[Exercise material — start]

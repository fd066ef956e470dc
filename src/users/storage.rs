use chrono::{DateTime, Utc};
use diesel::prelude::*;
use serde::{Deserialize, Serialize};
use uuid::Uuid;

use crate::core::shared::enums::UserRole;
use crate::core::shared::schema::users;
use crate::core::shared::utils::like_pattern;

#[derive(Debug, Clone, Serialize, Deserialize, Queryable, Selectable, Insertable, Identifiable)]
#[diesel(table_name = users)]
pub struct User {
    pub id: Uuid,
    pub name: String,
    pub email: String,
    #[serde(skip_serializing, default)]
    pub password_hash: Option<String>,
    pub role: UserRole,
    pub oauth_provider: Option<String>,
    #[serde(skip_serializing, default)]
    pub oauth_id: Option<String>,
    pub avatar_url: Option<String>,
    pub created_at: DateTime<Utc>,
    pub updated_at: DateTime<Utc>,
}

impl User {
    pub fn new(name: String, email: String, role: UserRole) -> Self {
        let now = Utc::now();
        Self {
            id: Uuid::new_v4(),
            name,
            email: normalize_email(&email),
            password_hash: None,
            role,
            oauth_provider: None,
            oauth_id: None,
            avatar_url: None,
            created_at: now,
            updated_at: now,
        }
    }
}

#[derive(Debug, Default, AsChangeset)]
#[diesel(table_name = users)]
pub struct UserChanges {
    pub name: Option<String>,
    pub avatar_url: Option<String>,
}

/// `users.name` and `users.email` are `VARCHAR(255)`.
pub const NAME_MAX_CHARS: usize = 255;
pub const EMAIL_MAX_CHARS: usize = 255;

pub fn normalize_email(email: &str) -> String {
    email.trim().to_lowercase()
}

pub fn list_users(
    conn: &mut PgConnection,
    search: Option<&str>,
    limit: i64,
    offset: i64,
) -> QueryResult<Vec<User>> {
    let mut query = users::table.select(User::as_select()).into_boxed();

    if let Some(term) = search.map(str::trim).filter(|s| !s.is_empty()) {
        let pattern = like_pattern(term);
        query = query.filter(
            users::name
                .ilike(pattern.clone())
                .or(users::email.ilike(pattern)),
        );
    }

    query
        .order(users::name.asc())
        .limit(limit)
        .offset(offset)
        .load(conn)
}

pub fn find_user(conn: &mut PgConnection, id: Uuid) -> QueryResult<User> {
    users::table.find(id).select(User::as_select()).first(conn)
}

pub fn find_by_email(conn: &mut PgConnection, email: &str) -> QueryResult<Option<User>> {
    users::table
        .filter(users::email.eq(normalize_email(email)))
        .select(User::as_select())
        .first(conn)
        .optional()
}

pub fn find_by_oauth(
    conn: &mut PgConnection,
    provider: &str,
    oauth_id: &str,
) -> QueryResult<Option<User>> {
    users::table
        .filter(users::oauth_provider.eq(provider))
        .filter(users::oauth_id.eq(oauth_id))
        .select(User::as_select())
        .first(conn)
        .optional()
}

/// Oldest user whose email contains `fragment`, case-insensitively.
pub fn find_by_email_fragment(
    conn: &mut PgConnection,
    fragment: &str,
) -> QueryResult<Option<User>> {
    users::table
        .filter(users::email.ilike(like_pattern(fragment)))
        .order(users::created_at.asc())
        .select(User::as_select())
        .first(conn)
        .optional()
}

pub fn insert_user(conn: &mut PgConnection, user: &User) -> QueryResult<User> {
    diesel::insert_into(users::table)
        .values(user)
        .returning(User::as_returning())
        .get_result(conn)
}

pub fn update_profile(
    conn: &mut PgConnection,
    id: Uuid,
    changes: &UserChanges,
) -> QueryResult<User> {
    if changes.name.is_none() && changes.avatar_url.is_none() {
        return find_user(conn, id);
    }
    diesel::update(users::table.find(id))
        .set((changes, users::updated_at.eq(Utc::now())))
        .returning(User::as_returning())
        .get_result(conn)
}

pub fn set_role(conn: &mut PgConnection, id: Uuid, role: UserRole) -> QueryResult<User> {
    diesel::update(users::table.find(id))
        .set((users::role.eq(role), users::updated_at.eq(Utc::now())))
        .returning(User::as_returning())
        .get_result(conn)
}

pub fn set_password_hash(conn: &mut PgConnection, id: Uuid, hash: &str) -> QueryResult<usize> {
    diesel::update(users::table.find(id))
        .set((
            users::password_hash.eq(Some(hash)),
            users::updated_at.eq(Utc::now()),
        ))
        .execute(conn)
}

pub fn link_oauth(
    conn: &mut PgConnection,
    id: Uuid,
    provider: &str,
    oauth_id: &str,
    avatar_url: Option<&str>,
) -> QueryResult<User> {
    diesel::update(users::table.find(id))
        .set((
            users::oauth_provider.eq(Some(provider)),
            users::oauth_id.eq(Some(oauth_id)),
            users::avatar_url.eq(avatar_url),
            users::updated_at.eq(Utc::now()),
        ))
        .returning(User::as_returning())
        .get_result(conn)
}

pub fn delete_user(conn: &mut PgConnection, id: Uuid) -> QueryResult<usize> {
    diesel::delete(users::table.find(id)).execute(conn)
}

[Exercise material — finish]
[Exercise material — start]

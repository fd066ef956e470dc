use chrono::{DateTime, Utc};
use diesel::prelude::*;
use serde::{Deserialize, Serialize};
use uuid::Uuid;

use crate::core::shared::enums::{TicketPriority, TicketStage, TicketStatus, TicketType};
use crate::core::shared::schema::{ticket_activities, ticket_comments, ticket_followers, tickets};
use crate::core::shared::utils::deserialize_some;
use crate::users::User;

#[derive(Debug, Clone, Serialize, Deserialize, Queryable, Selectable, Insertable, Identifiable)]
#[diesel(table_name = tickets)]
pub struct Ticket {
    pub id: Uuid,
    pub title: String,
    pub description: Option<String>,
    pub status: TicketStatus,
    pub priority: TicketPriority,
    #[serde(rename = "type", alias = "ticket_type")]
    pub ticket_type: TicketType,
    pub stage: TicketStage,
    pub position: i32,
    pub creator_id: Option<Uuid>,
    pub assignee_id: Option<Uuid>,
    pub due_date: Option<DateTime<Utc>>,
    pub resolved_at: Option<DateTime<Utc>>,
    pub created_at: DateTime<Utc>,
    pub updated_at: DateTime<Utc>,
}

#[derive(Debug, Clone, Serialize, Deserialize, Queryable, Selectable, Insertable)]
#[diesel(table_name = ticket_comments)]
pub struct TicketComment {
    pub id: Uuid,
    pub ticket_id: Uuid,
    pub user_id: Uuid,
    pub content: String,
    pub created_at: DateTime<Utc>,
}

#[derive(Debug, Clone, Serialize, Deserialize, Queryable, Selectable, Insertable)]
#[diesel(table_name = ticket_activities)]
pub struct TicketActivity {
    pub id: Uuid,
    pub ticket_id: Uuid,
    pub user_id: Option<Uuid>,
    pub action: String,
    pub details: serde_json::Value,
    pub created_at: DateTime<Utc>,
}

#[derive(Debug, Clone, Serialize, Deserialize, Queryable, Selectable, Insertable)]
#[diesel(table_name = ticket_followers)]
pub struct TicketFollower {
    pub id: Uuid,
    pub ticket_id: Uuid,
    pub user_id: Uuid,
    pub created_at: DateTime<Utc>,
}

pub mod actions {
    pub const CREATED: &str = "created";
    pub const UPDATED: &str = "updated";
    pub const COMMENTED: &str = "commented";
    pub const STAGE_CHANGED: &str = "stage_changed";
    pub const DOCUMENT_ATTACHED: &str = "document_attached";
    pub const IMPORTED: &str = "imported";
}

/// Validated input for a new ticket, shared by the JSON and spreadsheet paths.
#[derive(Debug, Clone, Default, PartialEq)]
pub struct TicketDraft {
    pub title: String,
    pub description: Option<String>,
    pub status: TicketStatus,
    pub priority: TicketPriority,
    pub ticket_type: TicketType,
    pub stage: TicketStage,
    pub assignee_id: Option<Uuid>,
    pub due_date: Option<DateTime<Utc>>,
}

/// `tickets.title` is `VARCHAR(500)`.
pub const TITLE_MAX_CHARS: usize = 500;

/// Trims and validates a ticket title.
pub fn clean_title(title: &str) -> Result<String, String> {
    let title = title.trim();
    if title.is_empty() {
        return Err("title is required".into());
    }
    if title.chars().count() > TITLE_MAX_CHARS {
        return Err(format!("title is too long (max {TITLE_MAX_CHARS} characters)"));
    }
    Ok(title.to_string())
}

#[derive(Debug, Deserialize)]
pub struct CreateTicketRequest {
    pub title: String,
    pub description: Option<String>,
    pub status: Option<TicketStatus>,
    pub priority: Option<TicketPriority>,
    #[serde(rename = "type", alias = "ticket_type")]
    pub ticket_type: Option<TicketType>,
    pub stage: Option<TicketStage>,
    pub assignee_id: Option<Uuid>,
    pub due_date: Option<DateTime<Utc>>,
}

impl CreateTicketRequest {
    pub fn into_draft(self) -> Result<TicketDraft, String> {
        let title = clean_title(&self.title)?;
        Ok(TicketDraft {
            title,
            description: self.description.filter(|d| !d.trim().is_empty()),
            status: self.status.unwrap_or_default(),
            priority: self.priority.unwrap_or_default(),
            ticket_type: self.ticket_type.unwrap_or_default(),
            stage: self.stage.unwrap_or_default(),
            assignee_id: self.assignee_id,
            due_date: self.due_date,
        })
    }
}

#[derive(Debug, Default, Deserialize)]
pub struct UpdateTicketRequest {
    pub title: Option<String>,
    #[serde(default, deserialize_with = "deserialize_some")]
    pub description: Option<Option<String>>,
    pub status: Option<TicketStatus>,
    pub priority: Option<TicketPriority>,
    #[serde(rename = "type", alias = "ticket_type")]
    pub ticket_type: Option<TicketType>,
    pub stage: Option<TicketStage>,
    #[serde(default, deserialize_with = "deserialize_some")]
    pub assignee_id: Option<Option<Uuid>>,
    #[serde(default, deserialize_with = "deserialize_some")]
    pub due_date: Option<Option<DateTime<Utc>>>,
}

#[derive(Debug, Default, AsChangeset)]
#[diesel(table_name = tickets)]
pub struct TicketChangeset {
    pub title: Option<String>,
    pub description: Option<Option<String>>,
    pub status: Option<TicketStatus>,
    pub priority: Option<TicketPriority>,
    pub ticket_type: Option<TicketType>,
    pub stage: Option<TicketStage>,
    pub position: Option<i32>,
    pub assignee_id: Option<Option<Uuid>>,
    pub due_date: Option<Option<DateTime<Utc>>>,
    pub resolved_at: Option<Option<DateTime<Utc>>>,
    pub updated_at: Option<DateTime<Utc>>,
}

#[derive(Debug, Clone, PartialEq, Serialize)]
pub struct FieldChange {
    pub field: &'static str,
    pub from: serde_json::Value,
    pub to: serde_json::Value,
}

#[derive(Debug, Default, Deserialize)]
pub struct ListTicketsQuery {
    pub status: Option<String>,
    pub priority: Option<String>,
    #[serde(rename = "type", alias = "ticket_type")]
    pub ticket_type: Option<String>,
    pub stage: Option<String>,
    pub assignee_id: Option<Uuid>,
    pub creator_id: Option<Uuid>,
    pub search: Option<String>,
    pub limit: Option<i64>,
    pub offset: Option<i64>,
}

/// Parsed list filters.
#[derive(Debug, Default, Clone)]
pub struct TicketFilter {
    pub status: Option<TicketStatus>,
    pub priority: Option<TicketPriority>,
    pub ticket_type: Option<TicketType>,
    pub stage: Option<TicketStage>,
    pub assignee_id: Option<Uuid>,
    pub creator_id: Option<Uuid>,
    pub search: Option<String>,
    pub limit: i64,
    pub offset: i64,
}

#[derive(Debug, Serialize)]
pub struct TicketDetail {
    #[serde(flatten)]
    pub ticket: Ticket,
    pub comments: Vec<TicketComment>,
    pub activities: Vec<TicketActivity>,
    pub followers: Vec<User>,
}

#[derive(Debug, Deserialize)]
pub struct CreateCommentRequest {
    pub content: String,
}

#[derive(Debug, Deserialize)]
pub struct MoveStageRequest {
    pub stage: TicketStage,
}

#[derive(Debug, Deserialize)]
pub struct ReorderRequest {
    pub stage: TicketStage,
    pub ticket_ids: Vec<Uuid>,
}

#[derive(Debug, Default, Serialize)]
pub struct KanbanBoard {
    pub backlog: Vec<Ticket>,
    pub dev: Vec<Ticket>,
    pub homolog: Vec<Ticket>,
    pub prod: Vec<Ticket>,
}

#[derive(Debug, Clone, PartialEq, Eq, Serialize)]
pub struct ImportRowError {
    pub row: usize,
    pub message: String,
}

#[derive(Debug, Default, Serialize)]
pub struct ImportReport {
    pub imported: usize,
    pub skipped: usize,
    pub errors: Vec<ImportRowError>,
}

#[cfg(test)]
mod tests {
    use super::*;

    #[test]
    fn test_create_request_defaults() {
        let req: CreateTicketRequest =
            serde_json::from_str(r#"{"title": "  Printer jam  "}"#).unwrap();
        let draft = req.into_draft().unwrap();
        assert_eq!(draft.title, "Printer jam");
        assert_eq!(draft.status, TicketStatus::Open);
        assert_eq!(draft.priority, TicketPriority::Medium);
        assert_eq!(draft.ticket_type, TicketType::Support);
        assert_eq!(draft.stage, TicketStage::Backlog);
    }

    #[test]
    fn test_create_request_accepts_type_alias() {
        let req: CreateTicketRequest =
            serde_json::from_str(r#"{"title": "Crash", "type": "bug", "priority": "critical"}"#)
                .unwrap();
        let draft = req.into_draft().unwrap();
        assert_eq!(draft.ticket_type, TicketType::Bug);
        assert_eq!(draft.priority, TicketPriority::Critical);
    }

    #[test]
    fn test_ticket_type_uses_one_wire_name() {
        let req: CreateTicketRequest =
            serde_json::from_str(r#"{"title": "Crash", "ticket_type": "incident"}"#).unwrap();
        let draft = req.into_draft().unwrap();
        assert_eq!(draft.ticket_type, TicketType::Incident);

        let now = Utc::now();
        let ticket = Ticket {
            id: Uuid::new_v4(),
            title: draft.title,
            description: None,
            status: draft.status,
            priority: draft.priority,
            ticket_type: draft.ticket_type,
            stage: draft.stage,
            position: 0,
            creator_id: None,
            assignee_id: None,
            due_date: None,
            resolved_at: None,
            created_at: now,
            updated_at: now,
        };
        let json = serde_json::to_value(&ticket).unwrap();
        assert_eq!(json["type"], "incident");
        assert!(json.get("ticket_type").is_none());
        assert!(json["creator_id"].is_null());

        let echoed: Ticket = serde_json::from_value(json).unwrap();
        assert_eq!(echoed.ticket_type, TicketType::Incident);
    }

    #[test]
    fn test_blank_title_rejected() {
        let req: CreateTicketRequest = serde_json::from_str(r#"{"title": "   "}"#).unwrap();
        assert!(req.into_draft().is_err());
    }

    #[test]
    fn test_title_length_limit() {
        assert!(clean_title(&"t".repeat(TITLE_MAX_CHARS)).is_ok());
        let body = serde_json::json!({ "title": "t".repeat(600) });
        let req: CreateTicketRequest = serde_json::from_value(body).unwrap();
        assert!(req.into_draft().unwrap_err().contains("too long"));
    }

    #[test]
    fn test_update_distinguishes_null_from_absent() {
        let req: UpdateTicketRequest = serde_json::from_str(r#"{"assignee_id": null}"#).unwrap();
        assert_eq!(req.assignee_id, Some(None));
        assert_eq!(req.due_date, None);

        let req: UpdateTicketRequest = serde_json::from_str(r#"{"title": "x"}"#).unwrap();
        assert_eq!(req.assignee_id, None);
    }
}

[Exercise material — finish]

> Prompt
Using the records above, pull out each line where the word "ilike" occurs.

> Solution to this problem
                .ilike(pattern.clone())
                .or(users::email.ilike(pattern)),
        .filter(users::email.ilike(like_pattern(fragment)))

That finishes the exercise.